**WORK INSTRUCTIONS**:
Find every line in the records below that contains the word "anyhow", and copy each such line.

━━ SUPPLIED ENTRIES ━━

use alloc::string::String;

use core::fmt;

use crate::tree::{Color, NIL, SymbolTable, WalkStats};

impl SymbolTable {
    /// Renders the tree level by level into a fixed-width text picture.
    ///
    /// Each line holds one depth, with nodes printed as a two-column
    /// right-justified key followed by `r` or `b` for the color, positioned
    /// so children sit under their parent. Levels too deep to fit the 120
    /// column budget are elided. Debugging aid only; an empty table renders
    /// as the empty string.
    pub fn dump(&self) -> String {
        if self.root == NIL {
            return String::new();
        }
        let mut stats = WalkStats::default();
        self.walk(self.root, 0, &mut stats);
        let mut lines = vec![String::new(); stats.max_depth];
        self.stringify(self.root, 0, 1, &mut lines);
        lines.join("\n\n")
    }

    fn stringify(&self, node: usize, depth: usize, offset: usize, lines: &mut [String]) {
        if node == NIL {
            return;
        }
        // Column budget per node at this depth, rounded to nearest. Once a
        // segment drops under four columns nothing legible fits, so the
        // whole subtree is skipped.
        let denom = (1_usize << depth) + 1;
        let segment = (240 + denom) / (2 * denom);
        if segment < 4 {
            return;
        }

        let location = segment * offset;
        let line = &mut lines[depth];
        let used = line.chars().count();
        for _ in used..location {
            line.push(' ');
        }
        let entry = &self.nodes[node];
        let tag = match entry.color {
            Color::Red => 'r',
            Color::Black => 'b',
        };
        line.push_str(&format!("{:>2}{tag}", entry.key));

        self.stringify(entry.left, depth + 1, offset * 2 - 1, lines);
        self.stringify(entry.right, depth + 1, offset * 2, lines);
    }
}

impl fmt::Display for SymbolTable {
    fn fmt(&self, f: &mut fmt::Formatter<'_>) -> fmt::Result {
        f.write_str(&self.dump())
    }
}

#[cfg(test)]
mod tests {
    use super::*;
    use alloc::vec::Vec;

    #[test]
    fn empty_table_renders_empty() {
        assert_eq!(SymbolTable::new().dump(), "");
    }

    #[test]
    fn three_nodes_land_on_their_columns() {
        let mut table = SymbolTable::new();
        table.put("b", "v").put("a", "v").put("c", "v");

        let picture = table.dump();
        let levels: Vec<&str> = picture.split("\n\n").collect();
        assert_eq!(levels.len(), 2);

        // Root at the 60 column mark, children at 40 and 80; the key is
        // right-justified in two columns, so the letter lands one past.
        assert_eq!(levels[0].trim(), "bb");
        assert_eq!(levels[0].find("bb"), Some(61));
        assert_eq!(levels[1].find("ar"), Some(41));
        assert_eq!(levels[1].find("cr"), Some(81));
    }

    #[test]
    fn display_matches_dump() {
        let mut table = SymbolTable::new();
        table.put("m", "v").put("d", "v").put("t", "v");
        assert_eq!(format!("{table}"), table.dump());
    }

    #[test]
    fn deep_levels_are_elided() {
        let mut table = SymbolTable::new();
        for i in 0..100 {
            table.put(&format!("{i:03}"), "v");
        }
        assert!(table.height() > 6);
        for (depth, level) in table.dump().split("\n\n").enumerate() {
            if depth >= 6 {
                assert!(level.is_empty(), "depth {depth} should be elided");
            } else {
                assert!(!level.is_empty(), "depth {depth} should be rendered");
            }
        }
    }
}
//! Handlers for `settings show` and `settings set`: the settings panel.

use std::path::Path;

use colored::*;
use vaultfmt_lib::SettingsCommit;
use vaultfmt_lib::exit_codes;

use super::load_plugin;

pub async fn handle_show(vault: &Path) -> anyhow::Result<i32> {
    let plugin = load_plugin(vault).await?;
    let panel = plugin.settings_panel();

    println!("{}", panel.heading.bold());
    println!();
    println!("{}", panel.field_name.bold());
    println!("{}{} <{}>", panel.description, panel.doc_link_text, panel.doc_link_href);
    println!();
    println!("{}", panel.value);

    plugin.unload();
    Ok(exit_codes::SUCCESS)
}

pub async fn handle_set(vault: &Path, options: &str, quiet: bool) -> anyhow::Result<i32> {
    let mut plugin = load_plugin(vault).await?;

    let code = match plugin.update_options(options).await? {
        SettingsCommit::Saved => {
            if !quiet {
                println!("{} Saved formatter options", "Success:".green().bold());
            }
            exit_codes::SUCCESS
        }
        SettingsCommit::Rejected { reason } => {
            eprintln!("{}: options not saved: {reason}", "Error".red().bold());
            exit_codes::TOOL_ERROR
        }
    };

    plugin.unload();
    Ok(code)
}
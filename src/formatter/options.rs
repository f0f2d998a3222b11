//! Formatter options: user JSON merged with the fixed parser selection.

use std::num::NonZeroUsize;

use serde::Deserialize;
use serde_json::{Map, Value};

use super::FormatError;

/// Parser every merged option set is pinned to.
pub const MARKDOWN_PARSER: &str = "markdown";

/// Engine plugin every merged option set is pinned to.
pub const MARKDOWN_PLUGIN: &str = "markdown";

pub const DEFAULT_PRINT_WIDTH: NonZeroUsize = match NonZeroUsize::new(80) {
    Some(width) => width,
    None => NonZeroUsize::MIN,
};

/// Parse the persisted options string and pin `parser` and `plugins`.
///
/// User keys come first and keep their order; the fixed keys are written
/// last so they replace any user value of the same name. An empty string is
/// read as `{}`.
pub fn merge_options(options: &str) -> Result<Map<String, Value>, FormatError> {
    let source = if options.is_empty() { "{}" } else { options };
    let parsed: Value = serde_json::from_str(source).map_err(FormatError::InvalidJson)?;

    let Value::Object(mut merged) = parsed else {
        return Err(FormatError::NotAnObject {
            found: json_type_name(&parsed),
        });
    };

    merged.insert("parser".to_string(), Value::String(MARKDOWN_PARSER.to_string()));
    merged.insert(
        "plugins".to_string(),
        Value::Array(vec![Value::String(MARKDOWN_PLUGIN.to_string())]),
    );
    Ok(merged)
}

fn json_type_name(value: &Value) -> &'static str {
    match value {
        Value::Null => "null",
        Value::Bool(_) => "a boolean",
        Value::Number(_) => "a number",
        Value::String(_) => "a string",
        Value::Array(_) => "an array",
        Value::Object(_) => "an object",
    }
}

#[derive(Debug, Clone, Copy, PartialEq, Eq, Deserialize)]
#[serde(rename_all = "lowercase")]
pub enum Parser {
    Markdown,
}

/// How paragraphs are re-flowed.
#[derive(Debug, Clone, Copy, PartialEq, Eq, Default, Deserialize)]
#[serde(rename_all = "lowercase")]
pub enum ProseWrap {
    /// Wrap paragraphs at `printWidth`.
    Always,
    /// Join every paragraph onto a single line.
    Never,
    /// Keep the author's line breaks.
    #[default]
    Preserve,
}

#[derive(Debug, Clone, Copy, PartialEq, Eq, Default, Deserialize)]
#[serde(rename_all = "lowercase")]
pub enum EndOfLine {
    #[default]
    Lf,
    Crlf,
    /// Keep the dominant ending of the input.
    Auto,
}

/// Typed view of a merged option set.
///
/// Keys the formatter does not know are ignored, so option sets written for
/// other tools pass through untouched.
#[derive(Debug, Clone, PartialEq, Eq, Deserialize)]
#[serde(rename_all = "camelCase")]
pub struct FormatOptions {
    pub parser: Parser,
    pub plugins: Vec<String>,
    #[serde(default = "default_print_width")]
    pub print_width: NonZeroUsize,
    #[serde(default)]
    pub prose_wrap: ProseWrap,
    #[serde(default)]
    pub end_of_line: EndOfLine,
}

fn default_print_width() -> NonZeroUsize {
    DEFAULT_PRINT_WIDTH
}

impl FormatOptions {
    pub fn from_merged(merged: Map<String, Value>) -> Result<Self, FormatError> {
        serde_json::from_value(Value::Object(merged)).map_err(FormatError::InvalidOptions)
    }

    /// Merge and type-check a persisted options string in one step.
    pub fn from_settings(options: &str) -> Result<Self, FormatError> {
        Self::from_merged(merge_options(options)?)
    }
}

impl Default for FormatOptions {
    fn default() -> Self {
        Self {
            parser: Parser::Markdown,
            plugins: vec![MARKDOWN_PLUGIN.to_string()],
            print_width: DEFAULT_PRINT_WIDTH,
            prose_wrap: ProseWrap::default(),
            end_of_line: EndOfLine::default(),
        }
    }
}
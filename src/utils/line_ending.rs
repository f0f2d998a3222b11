#[derive(Debug, Clone, Copy, PartialEq, Eq)]
pub enum LineEnding {
    Lf,
    Crlf,
}

/// Dominant line ending of `content`.
///
/// Mixed content resolves to whichever ending occurs more often; ties and
/// content without any newline resolve to LF.
pub fn detect_line_ending(content: &str) -> LineEnding {
    let crlf_count = content.matches("\r\n").count();
    let lf_count = content.matches('\n').count() - crlf_count;

    if crlf_count > lf_count {
        LineEnding::Crlf
    } else {
        LineEnding::Lf
    }
}

pub fn normalize_line_ending(content: &str, target: LineEnding) -> String {
    // Collapse to LF first so CRLF input never turns into CRCRLF
    let normalized = content.replace("\r\n", "\n");
    match target {
        LineEnding::Lf => normalized,
        LineEnding::Crlf => normalized.replace('\n', "\r\n"),
    }
}
//! In-memory host: a text buffer editor, a single-view workspace, a vault,
//! a data store and a notifier that records what it was asked to show.

use std::cell::{Cell, RefCell};

use serde_json::Value;

use super::{DataStore, Editor, Notifier, Position, StoreError, Vault, VaultError, VaultFile, Workspace};

/// A plain text buffer with a cursor and a selection.
#[derive(Debug, Clone, Default, PartialEq, Eq)]
pub struct BufferEditor {
    text: String,
    cursor: Position,
    /// Selected byte range.
    selection: Option<(usize, usize)>,
}

impl BufferEditor {
    pub fn new(text: impl Into<String>) -> Self {
        Self {
            text: text.into(),
            cursor: Position::default(),
            selection: None,
        }
    }

    pub fn with_cursor(mut self, position: Position) -> Self {
        self.set_cursor(position);
        self
    }

    pub fn text(&self) -> &str {
        &self.text
    }

    pub fn into_text(self) -> String {
        self.text
    }

    /// Lines without their terminators. A trailing newline yields a final
    /// empty line, as in an editor.
    fn lines(&self) -> Vec<&str> {
        self.text
            .split('\n')
            .map(|line| line.strip_suffix('\r').unwrap_or(line))
            .collect()
    }

    fn clamp(&self, position: Position) -> Position {
        let lines = self.lines();
        let line = position.line.min(lines.len() - 1);
        let ch = position.ch.min(lines[line].chars().count());
        Position { line, ch }
    }

    fn offset_of(&self, position: Position) -> usize {
        let position = self.clamp(position);
        let mut offset = 0;
        for (index, raw) in self.text.split('\n').enumerate() {
            if index == position.line {
                return offset
                    + raw
                        .char_indices()
                        .nth(position.ch)
                        .map_or(raw.strip_suffix('\r').unwrap_or(raw).len(), |(byte, _)| byte);
            }
            offset += raw.len() + 1;
        }
        self.text.len()
    }

    fn position_of(&self, offset: usize) -> Position {
        let before = &self.text[..offset];
        let line = before.matches('\n').count();
        let line_start = before.rfind('\n').map_or(0, |i| i + 1);
        Position {
            line,
            ch: before[line_start..].chars().count(),
        }
    }
}

impl Editor for BufferEditor {
    fn get_cursor(&self) -> Position {
        self.cursor
    }

    fn set_cursor(&mut self, position: Position) {
        self.cursor = self.clamp(position);
        self.selection = None;
    }

    fn select_all(&mut self) {
        self.selection = Some((0, self.text.len()));
        self.cursor = self.position_of(self.text.len());
    }

    fn get_selection(&self) -> String {
        self.selection
            .map(|(start, end)| self.text[start..end].to_string())
            .unwrap_or_default()
    }

    fn replace_selection(&mut self, text: &str) {
        let (start, end) = self.selection.take().unwrap_or_else(|| {
            let offset = self.offset_of(self.cursor);
            (offset, offset)
        });
        self.text.replace_range(start..end, text);
        self.cursor = self.position_of(start);
    }

    fn get_value(&self) -> String {
        self.text.clone()
    }
}

/// A workspace with at most one view.
#[derive(Debug, Clone, Default)]
pub struct SingleView {
    editor: Option<BufferEditor>,
}

impl SingleView {
    /// A workspace whose active view is an editable Markdown document.
    pub fn markdown(editor: BufferEditor) -> Self {
        Self { editor: Some(editor) }
    }

    /// A workspace with no active Markdown view.
    pub fn empty() -> Self {
        Self { editor: None }
    }

    pub fn editor(&self) -> Option<&BufferEditor> {
        self.editor.as_ref()
    }
}

impl Workspace for SingleView {
    fn active_editable_document(&mut self) -> Option<&mut dyn Editor> {
        self.editor.as_mut().map(|editor| editor as &mut dyn Editor)
    }
}

/// Documents kept in insertion order, which is also the enumeration order.
#[derive(Debug, Default)]
pub struct MemoryVault {
    documents: RefCell<Vec<(VaultFile, String)>>,
    reads: RefCell<Vec<String>>,
    writes: RefCell<Vec<String>>,
}

impl MemoryVault {
    pub fn new() -> Self {
        Self::default()
    }

    pub fn with_document(self, path: &str, content: impl Into<String>) -> Self {
        self.documents.borrow_mut().push((VaultFile::new(path), content.into()));
        self
    }

    pub fn content(&self, path: &str) -> Option<String> {
        self.documents
            .borrow()
            .iter()
            .find(|(file, _)| file.path() == path)
            .map(|(_, content)| content.clone())
    }

    /// Paths passed to `read`, in call order.
    pub fn reads(&self) -> Vec<String> {
        self.reads.borrow().clone()
    }

    /// Paths passed to `modify`, in call order.
    pub fn writes(&self) -> Vec<String> {
        self.writes.borrow().clone()
    }
}

impl Vault for MemoryVault {
    async fn markdown_files(&self) -> Result<Vec<VaultFile>, VaultError> {
        Ok(self
            .documents
            .borrow()
            .iter()
            .map(|(file, _)| file.clone())
            .filter(VaultFile::is_markdown)
            .collect())
    }

    async fn read(&self, file: &VaultFile) -> Result<String, VaultError> {
        self.reads.borrow_mut().push(file.path().to_string());
        self.content(file.path()).ok_or_else(|| VaultError::NotFound {
            path: file.path().to_string(),
        })
    }

    async fn modify(&self, file: &VaultFile, content: &str) -> Result<(), VaultError> {
        self.writes.borrow_mut().push(file.path().to_string());
        let mut documents = self.documents.borrow_mut();
        let Some((_, existing)) = documents.iter_mut().find(|(f, _)| *f == *file) else {
            return Err(VaultError::NotFound {
                path: file.path().to_string(),
            });
        };
        *existing = content.to_string();
        Ok(())
    }
}

#[derive(Debug, Default)]
pub struct MemoryStore {
    data: RefCell<Option<Value>>,
    saves: Cell<usize>,
}

impl MemoryStore {
    pub fn new() -> Self {
        Self::default()
    }

    pub fn with_data(data: Value) -> Self {
        Self {
            data: RefCell::new(Some(data)),
            saves: Cell::new(0),
        }
    }

    pub fn data(&self) -> Option<Value> {
        self.data.borrow().clone()
    }

    pub fn save_count(&self) -> usize {
        self.saves.get()
    }
}

impl DataStore for MemoryStore {
    async fn load_data(&self) -> Result<Option<Value>, StoreError> {
        Ok(self.data())
    }

    async fn save_data(&self, data: &Value) -> Result<(), StoreError> {
        *self.data.borrow_mut() = Some(data.clone());
        self.saves.set(self.saves.get() + 1);
        Ok(())
    }
}

#[derive(Debug, Default)]
pub struct RecordingNotifier {
    messages: RefCell<Vec<String>>,
}

impl RecordingNotifier {
    pub fn new() -> Self {
        Self::default()
    }

    pub fn messages(&self) -> Vec<String> {
        self.messages.borrow().clone()
    }
}

impl Notifier for RecordingNotifier {
    fn notify(&self, message: &str) {
        self.messages.borrow_mut().push(message.to_string());
    }
}

#[cfg(test)]
mod tests {
    use super::*;

    #[test]
    fn test_set_cursor_clamps_to_document() {
        let mut editor = BufferEditor::new("ab\ncdef");
        editor.set_cursor(Position::new(0, 10));
        assert_eq!(editor.get_cursor(), Position::new(0, 2));
        editor.set_cursor(Position::new(7, 3));
        assert_eq!(editor.get_cursor(), Position::new(1, 3));
        editor.set_cursor(Position::new(9, 9));
        assert_eq!(editor.get_cursor(), Position::new(1, 4));
    }

    #[test]
    fn test_cursor_counts_characters() {
        let mut editor = BufferEditor::new("héllo\r\nwörld");
        editor.set_cursor(Position::new(0, 99));
        assert_eq!(editor.get_cursor(), Position::new(0, 5));
        editor.set_cursor(Position::new(1, 2));
        editor.replace_selection("X");
        assert_eq!(editor.text(), "héllo\r\nwöXrld");
    }

    #[test]
    fn test_select_all_and_replace() {
        let mut editor = BufferEditor::new("one\ntwo").with_cursor(Position::new(1, 1));
        editor.select_all();
        assert_eq!(editor.get_selection(), "one\ntwo");
        assert_eq!(editor.get_cursor(), Position::new(1, 3));

        editor.replace_selection("three\n");
        assert_eq!(editor.get_value(), "three\n");
        assert_eq!(editor.get_cursor(), Position::new(0, 0));
        assert_eq!(editor.get_selection(), "");
    }

    #[test]
    fn test_trailing_newline_has_empty_last_line() {
        let mut editor = BufferEditor::new("a\n");
        editor.set_cursor(Position::new(1, 5));
        assert_eq!(editor.get_cursor(), Position::new(1, 0));
    }

    #[test]
    fn test_empty_view_has_no_editor() {
        let mut view = SingleView::empty();
        assert!(view.active_editable_document().is_none());
        let mut view = SingleView::markdown(BufferEditor::new("x"));
        assert!(view.active_editable_document().is_some());
    }
}
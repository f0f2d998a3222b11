use pretty_assertions::assert_eq;
use serde_json::json;
use vaultfmt_lib::host::memory::{BufferEditor, MemoryStore, MemoryVault, RecordingNotifier, SingleView};
use vaultfmt_lib::host::{Editor, Position};
use vaultfmt_lib::plugin::{DocumentError, FORMATTED_NOTICE};
use vaultfmt_lib::{BatchReport, FormatError, FormatterPlugin, PluginError, RunOutcome, SettingsCommit};

async fn plugin_with_options(options: &str) -> FormatterPlugin<MemoryStore> {
    FormatterPlugin::load(MemoryStore::with_data(json!({ "options": options })))
        .await
        .expect("plugin to load")
}

#[tokio::test]
async fn test_load_defaults_when_store_is_empty() {
    let plugin = FormatterPlugin::load(MemoryStore::new()).await.unwrap();
    assert_eq!(plugin.settings().options, "{}");
    assert_eq!(plugin.commands().len(), 1);
    assert_eq!(plugin.ribbon_actions().len(), 1);
    let store = plugin.unload();
    assert_eq!(store.save_count(), 0);
}

#[tokio::test]
async fn test_run_without_active_view_is_a_no_op() {
    let plugin = plugin_with_options("{}").await;
    let mut workspace = SingleView::empty();
    let notifier = RecordingNotifier::new();

    let outcome = plugin.run_format(&mut workspace, &notifier);

    assert!(matches!(outcome, RunOutcome::NoActiveView));
    assert!(notifier.messages().is_empty());
    assert!(workspace.editor().is_none());
}

#[tokio::test]
async fn test_run_formats_active_view_and_restores_cursor() {
    let plugin = plugin_with_options("{}").await;
    let editor = BufferEditor::new("a  \n\n\nb").with_cursor(Position::new(0, 3));
    let mut workspace = SingleView::markdown(editor);
    let notifier = RecordingNotifier::new();

    let outcome = plugin.run_format(&mut workspace, &notifier);

    assert!(matches!(outcome, RunOutcome::Formatted));
    let editor = workspace.editor().unwrap();
    assert_eq!(editor.text(), "a\n\nb\n");
    // Column 3 no longer exists on line 0, so the editor clamps it
    assert_eq!(editor.get_cursor(), Position::new(0, 1));
    assert_eq!(notifier.messages(), vec![FORMATTED_NOTICE.to_string()]);
}

#[tokio::test]
async fn test_run_keeps_cursor_when_still_valid() {
    let plugin = plugin_with_options("{}").await;
    let editor = BufferEditor::new("# Title\ntext here").with_cursor(Position::new(0, 4));
    let mut workspace = SingleView::markdown(editor);
    let notifier = RecordingNotifier::new();

    plugin.run_format(&mut workspace, &notifier);

    let editor = workspace.editor().unwrap();
    assert_eq!(editor.text(), "# Title\n\ntext here\n");
    assert_eq!(editor.get_cursor(), Position::new(0, 4));
}

#[tokio::test]
async fn test_run_failure_leaves_document_untouched() {
    let plugin = plugin_with_options("{}").await;
    let original = "fine\nbroken \0 line\n";
    let mut workspace = SingleView::markdown(BufferEditor::new(original));
    let notifier = RecordingNotifier::new();

    let outcome = plugin.run_format(&mut workspace, &notifier);

    assert!(matches!(outcome, RunOutcome::Failed(FormatError::Unparseable { line: 2, column: 8 })));
    assert_eq!(workspace.editor().unwrap().text(), original);
    let messages = notifier.messages();
    assert_eq!(messages.len(), 1);
    assert!(messages[0].contains("NUL character"), "{messages:?}");
}

#[tokio::test]
async fn test_invalid_options_surface_on_run() {
    let mut plugin = plugin_with_options("{}").await;
    let commit = plugin.update_options("{bad").await.unwrap();
    assert!(matches!(commit, SettingsCommit::Rejected { .. }));

    let mut workspace = SingleView::markdown(BufferEditor::new("#  Title"));
    let notifier = RecordingNotifier::new();
    let outcome = plugin.run_format(&mut workspace, &notifier);

    assert!(matches!(outcome, RunOutcome::Failed(FormatError::InvalidJson(_))));
    assert_eq!(workspace.editor().unwrap().text(), "#  Title");
    assert!(notifier.messages()[0].starts_with("Invalid formatter options"));
}

#[tokio::test]
async fn test_rejected_options_are_not_persisted() {
    let mut plugin = plugin_with_options(r#"{"proseWrap": "never"}"#).await;

    let commit = plugin.update_options("{bad").await.unwrap();

    assert!(matches!(commit, SettingsCommit::Rejected { .. }));
    // The field keeps showing what was typed
    assert_eq!(plugin.settings().options, "{bad");
    assert_eq!(plugin.settings_panel().value, "{bad");
    let store = plugin.unload();
    assert_eq!(store.save_count(), 0);
    assert_eq!(store.data(), Some(json!({ "options": r#"{"proseWrap": "never"}"# })));
}

#[tokio::test]
async fn test_valid_options_are_persisted_immediately() {
    let mut plugin = plugin_with_options("{}").await;

    let commit = plugin.update_options(r#"{"printWidth": 100}"#).await.unwrap();

    assert_eq!(commit, SettingsCommit::Saved);
    assert_eq!(plugin.store().save_count(), 1);
    assert_eq!(
        plugin.store().data(),
        Some(json!({ "options": r#"{"printWidth": 100}"# }))
    );
}

#[tokio::test]
async fn test_options_apply_to_run() {
    let plugin = plugin_with_options(r#"{"proseWrap": "never"}"#).await;
    let mut workspace = SingleView::markdown(BufferEditor::new("one\ntwo\n"));

    plugin.run_format(&mut workspace, &RecordingNotifier::new());

    assert_eq!(workspace.editor().unwrap().text(), "one two\n");
}

#[tokio::test]
async fn test_batch_formats_every_note_in_order() {
    let plugin = plugin_with_options("{}").await;
    let vault = MemoryVault::new()
        .with_document("a.md", "# A\ntext")
        .with_document("image.png", "not markdown")
        .with_document("b.md", "# B\n\ntext\n");

    let report = plugin.run_format_all(&vault).await.unwrap();

    assert_eq!(report, BatchReport { processed: 2, changed: 1 });
    assert_eq!(vault.reads(), vec!["a.md", "b.md"]);
    // Unchanged notes are still written back
    assert_eq!(vault.writes(), vec!["a.md", "b.md"]);
    assert_eq!(vault.content("a.md").unwrap(), "# A\n\ntext\n");
    assert_eq!(vault.content("image.png").unwrap(), "not markdown");
}

#[tokio::test]
async fn test_batch_keeps_links_tags_and_embeds() {
    let plugin = plugin_with_options("{}").await;
    let daily = "# Daily\n\nSee [[Project Plan]] #todo\n\n- [ ] call about ![[scan_01.png]]\n";
    let vault = MemoryVault::new()
        .with_document("daily.md", daily)
        .with_document("plan.md", "#  Plan\nLinked from [[Daily|today]]!");

    let report = plugin.run_format_all(&vault).await.unwrap();

    assert_eq!(report, BatchReport { processed: 2, changed: 1 });
    assert_eq!(vault.content("daily.md").unwrap(), daily);
    assert_eq!(
        vault.content("plan.md").unwrap(),
        "# Plan\n\nLinked from [[Daily|today]]!\n"
    );
}

#[tokio::test]
async fn test_batch_stops_at_first_failure() {
    let plugin = plugin_with_options("{}").await;
    let vault = MemoryVault::new()
        .with_document("one.md", "#  First\ntext")
        .with_document("two.md", "bad \0 bytes")
        .with_document("three.md", "#  Third\ntext");

    let err = plugin.run_format_all(&vault).await.unwrap_err();

    match &err {
        PluginError::Batch { path, processed, source } => {
            assert_eq!(path, "two.md");
            assert_eq!(*processed, 1);
            assert!(matches!(source, DocumentError::Format(FormatError::Unparseable { .. })));
        }
        other => panic!("expected a batch error, got {other:?}"),
    }
    assert!(err.to_string().starts_with("Stopped at two.md after formatting 1 note(s)"));

    assert_eq!(vault.content("one.md").unwrap(), "# First\n\ntext\n");
    assert_eq!(vault.content("two.md").unwrap(), "bad \0 bytes");
    assert_eq!(vault.content("three.md").unwrap(), "#  Third\ntext");
    assert_eq!(vault.reads(), vec!["one.md", "two.md"]);
    assert_eq!(vault.writes(), vec!["one.md"]);
}

#[tokio::test]
async fn test_batch_with_invalid_options_touches_nothing() {
    let mut plugin = plugin_with_options("{}").await;
    plugin.update_options("[]").await.unwrap();
    let vault = MemoryVault::new().with_document("a.md", "#  A");

    let err = plugin.run_format_all(&vault).await.unwrap_err();

    assert!(matches!(
        err,
        PluginError::Batch {
            processed: 0,
            source: DocumentError::Format(FormatError::NotAnObject { .. }),
            ..
        }
    ));
    assert!(vault.writes().is_empty());
}

#[tokio::test]
async fn test_empty_vault_reports_nothing() {
    let plugin = plugin_with_options("{}").await;
    let report = plugin.run_format_all(&MemoryVault::new()).await.unwrap();
    assert_eq!(report, BatchReport::default());
}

━━━

**COMPLETED EXERCISE**:
pub async fn handle_show(vault: &Path) -> anyhow::Result<i32> {
pub async fn handle_set(vault: &Path, options: &str, quiet: bool) -> anyhow::Result<i32> {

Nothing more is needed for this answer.